Storicamente queste tendenze non hanno mai prodotto e non producono una fioritura della Chiesa, ma sempre e solo un crollo della pratica religiosa, delle vocazioni e della presenza cattolica. Non a caso chi avversa la Chiesa è sempre pronto ad applaudire tali correnti. Al contrario la Chiesa rinasce, fiorisce e diventa missionaria dove ha la voce chiara e riconoscibile della tradizione cattolica come in Africa e negli Stati Uniti, i cui episcopati sono stati plasmati da Giovanni Paolo II e da Benedetto XVI, due giganti da seguire, da studiare e da non dimenticare (peraltro due uomini del Concilio).

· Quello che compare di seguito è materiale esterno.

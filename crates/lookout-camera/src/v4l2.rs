use crate::{Camera, CameraConfig, CameraError, PixelFormat};
use lookout_base::Tensor;
use lookout_image::{decode_image, yuyv_to_rgb};
use std::thread::{self, JoinHandle};
use tokio::sync::mpsc;
use v4l::buffer::Type;
use v4l::io::mmap::Stream as MmapStream;
use v4l::io::traits::CaptureStream;
use v4l::video::Capture;
use v4l::{Device, Format, FourCC};

type FrameResult = Result<Tensor<u8>, CameraError>;

/// V4L2 camera capturing on a background thread.
///
/// Frames are decoded on the capture thread and handed over through a bounded channel of
/// `buffer_count` frames.
pub struct V4l2Camera {
    config: CameraConfig,
    format: Negotiated,
    device: Option<Device>,
    receiver: Option<mpsc::Receiver<FrameResult>>,
    thread_handle: Option<JoinHandle<()>>,
}

/// Format the device actually accepted.
#[derive(Debug, Clone, Copy)]
enum Negotiated {
    Mjpeg,
    Yuyv { width: u32, height: u32 },
}

impl std::fmt::Debug for V4l2Camera {
    fn fmt(&self, f: &mut std::fmt::Formatter<'_>) -> std::fmt::Result {
        f.debug_struct("V4l2Camera")
            .field("config", &self.config)
            .field("format", &self.format)
            .field("receiver", &self.receiver.is_some())
            .field("thread_handle", &self.thread_handle.is_some())
            .finish()
    }
}

impl Camera for V4l2Camera {
    async fn recv(&mut self) -> Result<Tensor<u8>, CameraError> {
        self.ensure_started()?;

        let receiver = self
            .receiver
            .as_mut()
            .ok_or_else(|| CameraError::Channel("Receiver not initialized".to_string()))?;

        // the capture thread only hangs up after reporting why, so a closed channel is the end
        receiver.recv().await.ok_or(CameraError::Exhausted)?
    }
}

impl Drop for V4l2Camera {
    fn drop(&mut self) {
        // dropping the receiver makes the next send fail, which ends the capture thread
        drop(self.receiver.take());

        if let Some(handle) = self.thread_handle.take() {
            let _ = handle.join();
        }
    }
}

impl V4l2Camera {
    /// Open the device at `config.device()` and negotiate format, resolution and frame rate.
    ///
    /// The configured pixel format is requested first. A device that answers with the other
    /// supported format (MJPEG or YUYV) is accepted.
    ///
    /// # Errors
    ///
    /// Returns `CameraError::Device` if the device cannot be opened, offers neither MJPEG nor
    /// YUYV, or rejects the parameters.
    pub fn new(config: CameraConfig) -> Result<Self, CameraError> {
        let device = Device::with_path(config.device())?;

        let requested = Format::new(
            config.width(),
            config.height(),
            FourCC::new(&config.format().fourcc()),
        );
        let actual = Capture::set_format(&device, &requested)?;

        let format = if actual.fourcc == FourCC::new(&PixelFormat::Mjpeg.fourcc()) {
            Negotiated::Mjpeg
        } else if actual.fourcc == FourCC::new(&PixelFormat::Yuyv.fourcc()) {
            Negotiated::Yuyv {
                width: actual.width,
                height: actual.height,
            }
        } else {
            return Err(CameraError::Device(format!(
                "{}: no supported pixel format (device offered {})",
                config.device(),
                actual.fourcc
            )));
        };

        if actual.width != config.width() || actual.height != config.height() {
            log::warn!(
                "{}: requested {}x{}, device delivers {}x{}",
                config.device(),
                config.width(),
                config.height(),
                actual.width,
                actual.height
            );
        }

        if config.fps() > 0 {
            let params = v4l::video::capture::Parameters::with_fps(config.fps());
            Capture::set_params(&device, &params)?;
        }

        log::info!(
            "opened {} as {:?} {}x{}",
            config.device(),
            format,
            actual.width,
            actual.height
        );

        Ok(Self {
            config,
            format,
            device: Some(device),
            receiver: None,
            thread_handle: None,
        })
    }

    /// Start the capture thread on first `recv()`.
    fn ensure_started(&mut self) -> Result<(), CameraError> {
        if self.receiver.is_some() {
            return Ok(());
        }

        let device = self
            .device
            .take()
            .ok_or_else(|| CameraError::Device("Device already consumed".to_string()))?;

        let buffer_count = self.config.buffer_count().max(1) as usize;
        let format = self.format;
        let (tx, rx) = mpsc::channel(buffer_count);

        let handle = thread::spawn(move || {
            capture_loop(device, format, tx, buffer_count as u32);
        });

        self.receiver = Some(rx);
        self.thread_handle = Some(handle);

        Ok(())
    }

    pub fn config(&self) -> &CameraConfig {
        &self.config
    }
}

fn decode_frame(format: Negotiated, data: &[u8]) -> FrameResult {
    match format {
        Negotiated::Mjpeg => {
            decode_image(data).map_err(|e| CameraError::Transient(format!("bad MJPEG frame: {e}")))
        }
        Negotiated::Yuyv { width, height } => {
            let rgb = yuyv_to_rgb(data, width, height).ok_or_else(|| {
                CameraError::Transient(format!(
                    "short YUYV frame: {} bytes for {width}x{height}",
                    data.len()
                ))
            })?;
            Tensor::new(vec![height as usize, width as usize, 3], rgb)
                .map_err(|e| CameraError::Transient(e.to_string()))
        }
    }
}

/// Reads frames until the stream fails or the receiver goes away.
fn capture_loop(device: Device, format: Negotiated, tx: mpsc::Sender<FrameResult>, buffer_count: u32) {
    let mut stream = match MmapStream::with_buffers(&device, Type::VideoCapture, buffer_count) {
        Ok(stream) => stream,
        Err(e) => {
            let _ = tx.blocking_send(Err(CameraError::Device(format!("no stream: {e}"))));
            return;
        }
    };

    loop {
        let frame = match CaptureStream::next(&mut stream) {
            // the mmap buffer is only valid until the next call
            Ok((data, _metadata)) => decode_frame(format, data),
            Err(e) => {
                log::error!("capture stream failed: {e}");
                let _ = tx.blocking_send(Err(CameraError::Device(e.to_string())));
                return;
            }
        };

        if let Err(e) = &frame {
            log::warn!("dropping frame: {e}");
        }

        if tx.blocking_send(frame).is_err() {
            log::debug!("frame receiver dropped, stopping capture");
            return;
        }
    }
}
use crate::DetectionConfig;
use lookout_image::draw::{GLYPH_HEIGHT, TextAnchor};
use lookout_image::{Rgb, RgbCanvas};
use lookout_infer::{Detection, Gesture, HandLandmarks, HAND_CONNECTIONS};

const BOX_COLOR: Rgb = Rgb::MAGENTA;
const BOX_THICKNESS: u32 = 3;
const LABEL_COLOR: Rgb = Rgb::BLUE;
const CONNECTION_COLOR: Rgb = Rgb::WHITE;
const JOINT_COLOR: Rgb = Rgb::RED;
const JOINT_RADIUS: i32 = 3;
const GESTURE_COLOR: Rgb = Rgb::YELLOW;

/// Rounds a confidence up to two decimals, the way the demo has always printed it.
pub fn round_up_confidence(confidence: f32) -> f32 {
    (confidence * 100.0).ceil() / 100.0
}

/// Puts a label at `(x, y)`, above the point when there is room and below it otherwise.
fn draw_label(canvas: &mut RgbCanvas, x: i32, y: i32, text: &str, color: Rgb) {
    let anchor = if y >= GLYPH_HEIGHT {
        TextAnchor::BottomLeft
    } else {
        TextAnchor::TopLeft
    };
    canvas.draw_text((x, y), text, color, anchor);
}

/// Draws each selected detection as a box with its class name at the top-left corner.
///
/// Returns how many detections were drawn.
pub fn draw_detections(canvas: &mut RgbCanvas, detections: &[Detection], config: &DetectionConfig) -> usize {
    let mut drawn = 0;
    for detection in detections {
        let Some(name) = detection.class_name() else {
            log::warn!("detection with unknown class id {}", detection.class_id);
            continue;
        };
        log::debug!("class name: {name}");

        if !config.selects(detection) {
            continue;
        }

        let (x1, y1) = (detection.x1() as i32, detection.y1() as i32);
        let (x2, y2) = (detection.x2() as i32, detection.y2() as i32);
        canvas.draw_rect((x1, y1), (x2, y2), BOX_COLOR, BOX_THICKNESS);
        draw_label(canvas, x1, y1, name, LABEL_COLOR);

        log::debug!("confidence: {:.2}", round_up_confidence(detection.confidence));
        drawn += 1;
    }
    drawn
}

fn to_pixel(canvas: &RgbCanvas, x: f32, y: f32) -> (i32, i32) {
    (
        (x * canvas.width() as f32) as i32,
        (y * canvas.height() as f32) as i32,
    )
}

/// Draws the hand skeleton and joint markers.
pub fn draw_hand(canvas: &mut RgbCanvas, hand: &HandLandmarks) {
    for (a, b) in HAND_CONNECTIONS {
        let (a, b) = (hand.point(*a), hand.point(*b));
        let from = to_pixel(canvas, a.x, a.y);
        let to = to_pixel(canvas, b.x, b.y);
        canvas.draw_line(from, to, CONNECTION_COLOR);
    }
    for point in &hand.points {
        let center = to_pixel(canvas, point.x, point.y);
        canvas.fill_circle(center, JOINT_RADIUS, JOINT_COLOR);
    }
}

/// Writes `"{label} {score}"` above the hand.
pub fn draw_gesture(canvas: &mut RgbCanvas, hand: &HandLandmarks, gesture: &Gesture) {
    let bbox = hand.bounding_box();
    let (x, y) = to_pixel(canvas, bbox.origin.x, bbox.origin.y);
    let text = format!("{} {:.2}", gesture.label, gesture.score);
    draw_label(canvas, x, y - JOINT_RADIUS - 1, &text, GESTURE_COLOR);
}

Del resto oggi è anche il terzo anniversario della morte di Benedetto XVI (il 31 dicembre 2022) e questa coincidenza ci ricorda la sua intelligenza profetica che può illuminare, nell’anno che inizia, anche il Concistoro che il Papa ha voluto per il 7-8 gennaio. La sua famosa lezione di Ratisbona evocò gli antichi rapporti conflittuali fra Islam ed Europa, ma ci offrì anche l’occasione per riflettere sull’immigrazione di massa islamica in Europa. Che non può rientrare nella casistica biblica dell’accoglienza del singolo forestiero, trattandosi di milioni di persone che, in parte, non vogliono integrarsi e sono ostili alla nostra civiltà. Inoltre Ratzinger illumina anche su un altro fenomeno. In Occidente non abbiamo più un progressismo novecentesco, che ha i lavoratori come base sociale e propone politiche sociali. Abbiamo un agglomerato ideologico (relativista e più o meno woke) che avversa – anch’esso – la nostra civiltà giudaico-cristiana occidentale. E questo rende la sinistra sempre più incompatibile con la fede cattolica come lo era l’ideologia comunista.